*** Block opens ***

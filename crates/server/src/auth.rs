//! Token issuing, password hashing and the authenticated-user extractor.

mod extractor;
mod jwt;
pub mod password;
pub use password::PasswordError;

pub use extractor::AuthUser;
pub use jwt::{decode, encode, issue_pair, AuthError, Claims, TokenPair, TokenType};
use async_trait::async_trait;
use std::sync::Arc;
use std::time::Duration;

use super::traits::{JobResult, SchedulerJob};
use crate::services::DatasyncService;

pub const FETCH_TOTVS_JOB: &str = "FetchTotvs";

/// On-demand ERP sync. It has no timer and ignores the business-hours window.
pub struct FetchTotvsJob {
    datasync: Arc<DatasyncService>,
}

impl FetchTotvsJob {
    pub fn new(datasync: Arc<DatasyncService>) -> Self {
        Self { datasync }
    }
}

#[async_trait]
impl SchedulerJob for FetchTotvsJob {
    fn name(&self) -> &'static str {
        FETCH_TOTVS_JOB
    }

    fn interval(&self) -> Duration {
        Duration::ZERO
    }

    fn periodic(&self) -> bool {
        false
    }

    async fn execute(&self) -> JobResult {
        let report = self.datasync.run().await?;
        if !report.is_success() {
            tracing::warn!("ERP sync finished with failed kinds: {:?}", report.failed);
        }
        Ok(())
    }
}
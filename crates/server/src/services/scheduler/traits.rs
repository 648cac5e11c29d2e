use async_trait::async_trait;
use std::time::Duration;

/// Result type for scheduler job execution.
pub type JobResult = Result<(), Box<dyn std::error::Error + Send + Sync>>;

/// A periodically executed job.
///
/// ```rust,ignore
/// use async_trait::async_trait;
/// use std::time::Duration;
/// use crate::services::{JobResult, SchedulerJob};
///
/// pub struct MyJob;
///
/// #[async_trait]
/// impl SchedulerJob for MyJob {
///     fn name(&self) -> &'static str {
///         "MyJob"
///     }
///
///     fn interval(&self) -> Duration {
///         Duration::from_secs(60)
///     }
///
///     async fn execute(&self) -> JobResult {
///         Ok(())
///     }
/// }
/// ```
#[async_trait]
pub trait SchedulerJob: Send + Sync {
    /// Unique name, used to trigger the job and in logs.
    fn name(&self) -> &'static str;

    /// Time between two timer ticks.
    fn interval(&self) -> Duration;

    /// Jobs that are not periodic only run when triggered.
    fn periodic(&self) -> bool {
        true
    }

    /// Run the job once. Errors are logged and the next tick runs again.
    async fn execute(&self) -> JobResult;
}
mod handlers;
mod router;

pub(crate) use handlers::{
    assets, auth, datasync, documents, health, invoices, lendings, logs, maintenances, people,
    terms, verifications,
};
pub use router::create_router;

*** Block closes ***
*** Block opens ***

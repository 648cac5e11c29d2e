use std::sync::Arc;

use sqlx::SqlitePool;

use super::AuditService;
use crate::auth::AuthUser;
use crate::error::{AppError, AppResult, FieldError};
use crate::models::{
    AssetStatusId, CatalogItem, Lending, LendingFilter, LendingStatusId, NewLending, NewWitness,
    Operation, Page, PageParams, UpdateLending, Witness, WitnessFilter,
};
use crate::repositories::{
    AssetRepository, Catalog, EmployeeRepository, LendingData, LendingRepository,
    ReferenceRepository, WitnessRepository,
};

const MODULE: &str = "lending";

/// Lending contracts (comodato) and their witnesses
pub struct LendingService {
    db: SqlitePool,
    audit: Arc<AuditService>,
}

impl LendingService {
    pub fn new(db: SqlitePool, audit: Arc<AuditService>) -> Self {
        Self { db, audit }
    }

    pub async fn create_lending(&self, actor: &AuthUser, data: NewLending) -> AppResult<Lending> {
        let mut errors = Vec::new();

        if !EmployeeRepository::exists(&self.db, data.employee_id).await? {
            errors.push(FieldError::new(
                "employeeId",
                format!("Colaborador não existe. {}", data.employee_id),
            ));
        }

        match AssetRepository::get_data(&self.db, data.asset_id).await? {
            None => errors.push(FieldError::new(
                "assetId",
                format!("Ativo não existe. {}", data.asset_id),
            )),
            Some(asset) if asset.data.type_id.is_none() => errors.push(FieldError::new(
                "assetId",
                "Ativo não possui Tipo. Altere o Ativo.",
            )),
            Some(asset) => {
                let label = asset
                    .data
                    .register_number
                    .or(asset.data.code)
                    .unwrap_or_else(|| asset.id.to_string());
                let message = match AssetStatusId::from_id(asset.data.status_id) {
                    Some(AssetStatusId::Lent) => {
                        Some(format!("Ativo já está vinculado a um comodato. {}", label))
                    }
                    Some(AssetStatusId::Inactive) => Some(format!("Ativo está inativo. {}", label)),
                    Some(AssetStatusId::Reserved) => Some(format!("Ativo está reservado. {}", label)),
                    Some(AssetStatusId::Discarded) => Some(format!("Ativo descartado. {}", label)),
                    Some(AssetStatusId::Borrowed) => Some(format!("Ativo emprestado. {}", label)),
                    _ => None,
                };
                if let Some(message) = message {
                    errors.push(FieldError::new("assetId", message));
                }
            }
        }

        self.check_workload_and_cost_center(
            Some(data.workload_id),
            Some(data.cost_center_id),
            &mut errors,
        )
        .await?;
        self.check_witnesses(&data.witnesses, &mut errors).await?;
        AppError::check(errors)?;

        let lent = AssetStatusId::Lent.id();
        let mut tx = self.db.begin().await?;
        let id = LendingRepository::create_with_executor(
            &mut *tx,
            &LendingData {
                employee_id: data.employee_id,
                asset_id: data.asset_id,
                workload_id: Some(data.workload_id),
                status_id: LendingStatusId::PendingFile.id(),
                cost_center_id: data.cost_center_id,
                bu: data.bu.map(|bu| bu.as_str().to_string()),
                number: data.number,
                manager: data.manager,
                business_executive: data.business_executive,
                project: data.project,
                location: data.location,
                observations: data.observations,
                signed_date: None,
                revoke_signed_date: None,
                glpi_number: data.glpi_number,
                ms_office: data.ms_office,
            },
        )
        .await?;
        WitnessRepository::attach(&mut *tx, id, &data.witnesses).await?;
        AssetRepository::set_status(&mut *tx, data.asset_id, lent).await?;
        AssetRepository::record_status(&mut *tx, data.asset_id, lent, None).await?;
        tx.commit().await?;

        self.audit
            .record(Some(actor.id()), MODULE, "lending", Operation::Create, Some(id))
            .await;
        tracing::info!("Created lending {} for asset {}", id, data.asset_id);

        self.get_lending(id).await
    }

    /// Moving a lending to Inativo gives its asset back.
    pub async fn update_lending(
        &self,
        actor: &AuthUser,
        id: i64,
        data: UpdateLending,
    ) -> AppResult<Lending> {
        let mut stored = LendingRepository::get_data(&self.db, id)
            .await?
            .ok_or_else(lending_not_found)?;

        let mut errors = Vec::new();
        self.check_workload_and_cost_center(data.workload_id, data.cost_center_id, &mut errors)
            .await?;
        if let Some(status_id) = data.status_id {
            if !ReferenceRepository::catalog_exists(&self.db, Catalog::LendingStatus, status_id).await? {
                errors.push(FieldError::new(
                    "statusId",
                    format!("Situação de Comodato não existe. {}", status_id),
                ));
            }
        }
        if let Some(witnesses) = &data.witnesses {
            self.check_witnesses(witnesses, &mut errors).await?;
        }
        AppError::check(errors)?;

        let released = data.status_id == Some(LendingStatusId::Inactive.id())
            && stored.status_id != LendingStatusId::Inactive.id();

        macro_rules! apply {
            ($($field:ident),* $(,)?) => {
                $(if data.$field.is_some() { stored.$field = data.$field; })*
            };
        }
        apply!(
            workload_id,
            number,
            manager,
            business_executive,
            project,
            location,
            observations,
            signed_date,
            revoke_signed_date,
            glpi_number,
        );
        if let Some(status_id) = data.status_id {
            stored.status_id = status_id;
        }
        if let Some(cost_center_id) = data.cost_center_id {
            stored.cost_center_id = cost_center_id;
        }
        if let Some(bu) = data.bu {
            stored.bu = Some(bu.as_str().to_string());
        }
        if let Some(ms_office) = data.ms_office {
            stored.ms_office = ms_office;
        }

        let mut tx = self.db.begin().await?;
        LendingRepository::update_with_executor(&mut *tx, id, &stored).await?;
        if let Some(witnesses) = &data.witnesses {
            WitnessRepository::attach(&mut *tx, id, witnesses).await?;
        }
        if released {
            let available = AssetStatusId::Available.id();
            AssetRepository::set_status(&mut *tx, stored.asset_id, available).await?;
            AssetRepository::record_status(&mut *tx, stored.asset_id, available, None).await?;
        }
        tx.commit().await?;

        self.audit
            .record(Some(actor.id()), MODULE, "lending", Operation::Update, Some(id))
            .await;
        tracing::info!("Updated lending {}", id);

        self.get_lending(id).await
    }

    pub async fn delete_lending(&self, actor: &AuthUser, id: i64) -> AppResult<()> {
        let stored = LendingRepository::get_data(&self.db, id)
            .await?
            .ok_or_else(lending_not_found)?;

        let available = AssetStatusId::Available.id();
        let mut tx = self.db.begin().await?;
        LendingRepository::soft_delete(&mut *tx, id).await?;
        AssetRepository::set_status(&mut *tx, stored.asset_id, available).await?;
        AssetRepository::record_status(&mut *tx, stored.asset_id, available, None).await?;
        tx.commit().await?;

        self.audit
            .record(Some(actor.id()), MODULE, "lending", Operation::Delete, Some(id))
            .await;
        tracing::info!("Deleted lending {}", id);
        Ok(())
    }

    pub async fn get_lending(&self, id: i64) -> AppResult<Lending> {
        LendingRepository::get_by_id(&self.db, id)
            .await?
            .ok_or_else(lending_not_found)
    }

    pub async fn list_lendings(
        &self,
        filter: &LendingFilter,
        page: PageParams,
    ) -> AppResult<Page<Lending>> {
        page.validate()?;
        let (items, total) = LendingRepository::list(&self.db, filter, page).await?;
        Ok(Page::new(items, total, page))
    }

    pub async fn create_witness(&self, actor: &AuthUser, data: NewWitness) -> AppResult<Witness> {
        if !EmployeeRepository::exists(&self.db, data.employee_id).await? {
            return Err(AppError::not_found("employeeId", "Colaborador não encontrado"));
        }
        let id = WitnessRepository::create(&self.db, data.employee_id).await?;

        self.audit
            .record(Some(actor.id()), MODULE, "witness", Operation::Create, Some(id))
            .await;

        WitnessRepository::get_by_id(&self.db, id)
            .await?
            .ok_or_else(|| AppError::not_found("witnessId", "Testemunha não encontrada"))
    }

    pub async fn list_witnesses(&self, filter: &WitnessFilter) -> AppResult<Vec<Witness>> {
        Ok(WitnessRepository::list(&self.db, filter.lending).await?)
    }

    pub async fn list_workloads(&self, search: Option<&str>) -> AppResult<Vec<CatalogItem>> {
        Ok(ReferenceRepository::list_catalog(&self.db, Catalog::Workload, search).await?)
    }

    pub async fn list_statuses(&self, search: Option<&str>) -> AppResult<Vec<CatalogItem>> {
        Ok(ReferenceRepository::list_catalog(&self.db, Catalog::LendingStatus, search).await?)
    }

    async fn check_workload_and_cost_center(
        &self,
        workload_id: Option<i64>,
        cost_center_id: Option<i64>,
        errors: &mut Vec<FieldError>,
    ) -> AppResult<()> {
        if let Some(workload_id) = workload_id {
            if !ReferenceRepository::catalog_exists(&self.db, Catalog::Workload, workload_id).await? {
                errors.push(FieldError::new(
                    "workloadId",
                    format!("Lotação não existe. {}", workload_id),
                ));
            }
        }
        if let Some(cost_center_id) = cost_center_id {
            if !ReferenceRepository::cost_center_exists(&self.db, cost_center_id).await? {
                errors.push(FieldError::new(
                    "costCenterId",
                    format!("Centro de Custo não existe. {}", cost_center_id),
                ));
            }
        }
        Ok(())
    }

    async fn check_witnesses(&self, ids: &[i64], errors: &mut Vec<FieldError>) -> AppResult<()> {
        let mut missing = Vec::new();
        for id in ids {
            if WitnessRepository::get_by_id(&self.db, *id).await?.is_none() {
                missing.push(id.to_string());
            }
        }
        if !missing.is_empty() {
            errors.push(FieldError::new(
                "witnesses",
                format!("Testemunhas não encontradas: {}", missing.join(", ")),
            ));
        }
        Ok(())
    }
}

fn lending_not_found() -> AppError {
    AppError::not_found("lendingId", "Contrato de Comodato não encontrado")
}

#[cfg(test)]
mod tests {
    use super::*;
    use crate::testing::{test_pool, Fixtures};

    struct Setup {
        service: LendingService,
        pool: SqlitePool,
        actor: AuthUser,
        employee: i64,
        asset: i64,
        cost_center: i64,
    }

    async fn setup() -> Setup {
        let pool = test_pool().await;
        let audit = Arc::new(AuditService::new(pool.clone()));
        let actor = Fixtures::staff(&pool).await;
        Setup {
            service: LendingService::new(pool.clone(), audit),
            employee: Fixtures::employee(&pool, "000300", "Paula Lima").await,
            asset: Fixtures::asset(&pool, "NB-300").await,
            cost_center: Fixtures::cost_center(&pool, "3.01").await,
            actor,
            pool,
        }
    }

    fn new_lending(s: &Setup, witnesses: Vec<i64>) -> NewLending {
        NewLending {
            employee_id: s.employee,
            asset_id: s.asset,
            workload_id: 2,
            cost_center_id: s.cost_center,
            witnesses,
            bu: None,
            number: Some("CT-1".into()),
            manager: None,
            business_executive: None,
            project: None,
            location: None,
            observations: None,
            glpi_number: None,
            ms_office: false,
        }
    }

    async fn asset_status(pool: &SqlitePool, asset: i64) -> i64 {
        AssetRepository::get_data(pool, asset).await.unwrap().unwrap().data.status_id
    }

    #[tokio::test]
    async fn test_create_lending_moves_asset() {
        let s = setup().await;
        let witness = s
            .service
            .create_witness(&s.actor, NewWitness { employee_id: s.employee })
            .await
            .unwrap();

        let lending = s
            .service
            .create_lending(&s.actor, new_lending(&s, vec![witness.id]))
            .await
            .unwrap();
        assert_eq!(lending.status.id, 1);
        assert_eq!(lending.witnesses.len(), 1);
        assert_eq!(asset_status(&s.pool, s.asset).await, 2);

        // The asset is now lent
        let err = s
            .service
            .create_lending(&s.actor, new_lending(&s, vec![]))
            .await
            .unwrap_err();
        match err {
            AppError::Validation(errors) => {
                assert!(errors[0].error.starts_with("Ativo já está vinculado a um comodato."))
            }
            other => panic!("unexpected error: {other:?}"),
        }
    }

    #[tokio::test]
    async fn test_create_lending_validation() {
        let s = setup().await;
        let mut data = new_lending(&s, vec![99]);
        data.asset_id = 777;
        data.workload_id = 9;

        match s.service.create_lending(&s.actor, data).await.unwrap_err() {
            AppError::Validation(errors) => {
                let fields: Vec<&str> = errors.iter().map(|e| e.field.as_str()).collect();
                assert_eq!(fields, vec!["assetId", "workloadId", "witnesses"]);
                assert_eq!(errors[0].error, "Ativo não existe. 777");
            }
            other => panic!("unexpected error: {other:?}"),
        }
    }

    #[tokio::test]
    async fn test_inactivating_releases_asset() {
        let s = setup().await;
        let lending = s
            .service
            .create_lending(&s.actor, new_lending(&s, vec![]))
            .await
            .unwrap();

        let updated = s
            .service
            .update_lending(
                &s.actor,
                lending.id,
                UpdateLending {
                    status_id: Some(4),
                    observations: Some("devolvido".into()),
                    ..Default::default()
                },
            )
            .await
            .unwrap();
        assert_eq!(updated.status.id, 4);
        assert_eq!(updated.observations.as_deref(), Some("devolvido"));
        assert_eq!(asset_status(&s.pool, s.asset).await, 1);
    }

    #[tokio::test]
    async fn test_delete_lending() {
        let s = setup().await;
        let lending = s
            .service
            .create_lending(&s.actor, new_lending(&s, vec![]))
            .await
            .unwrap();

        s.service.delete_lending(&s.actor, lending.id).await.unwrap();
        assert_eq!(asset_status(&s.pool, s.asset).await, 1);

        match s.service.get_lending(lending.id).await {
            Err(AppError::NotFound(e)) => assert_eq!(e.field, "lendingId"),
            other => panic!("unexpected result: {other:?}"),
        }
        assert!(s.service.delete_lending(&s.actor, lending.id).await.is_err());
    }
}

*** Block closes ***

## PROBLEM REQUIREMENTS
From the listing above, copy every line that includes the word "encontrado".

## RESULT OF THE TASK
            return Err(AppError::not_found("employeeId", "Colaborador não encontrado"));
    AppError::not_found("lendingId", "Contrato de Comodato não encontrado")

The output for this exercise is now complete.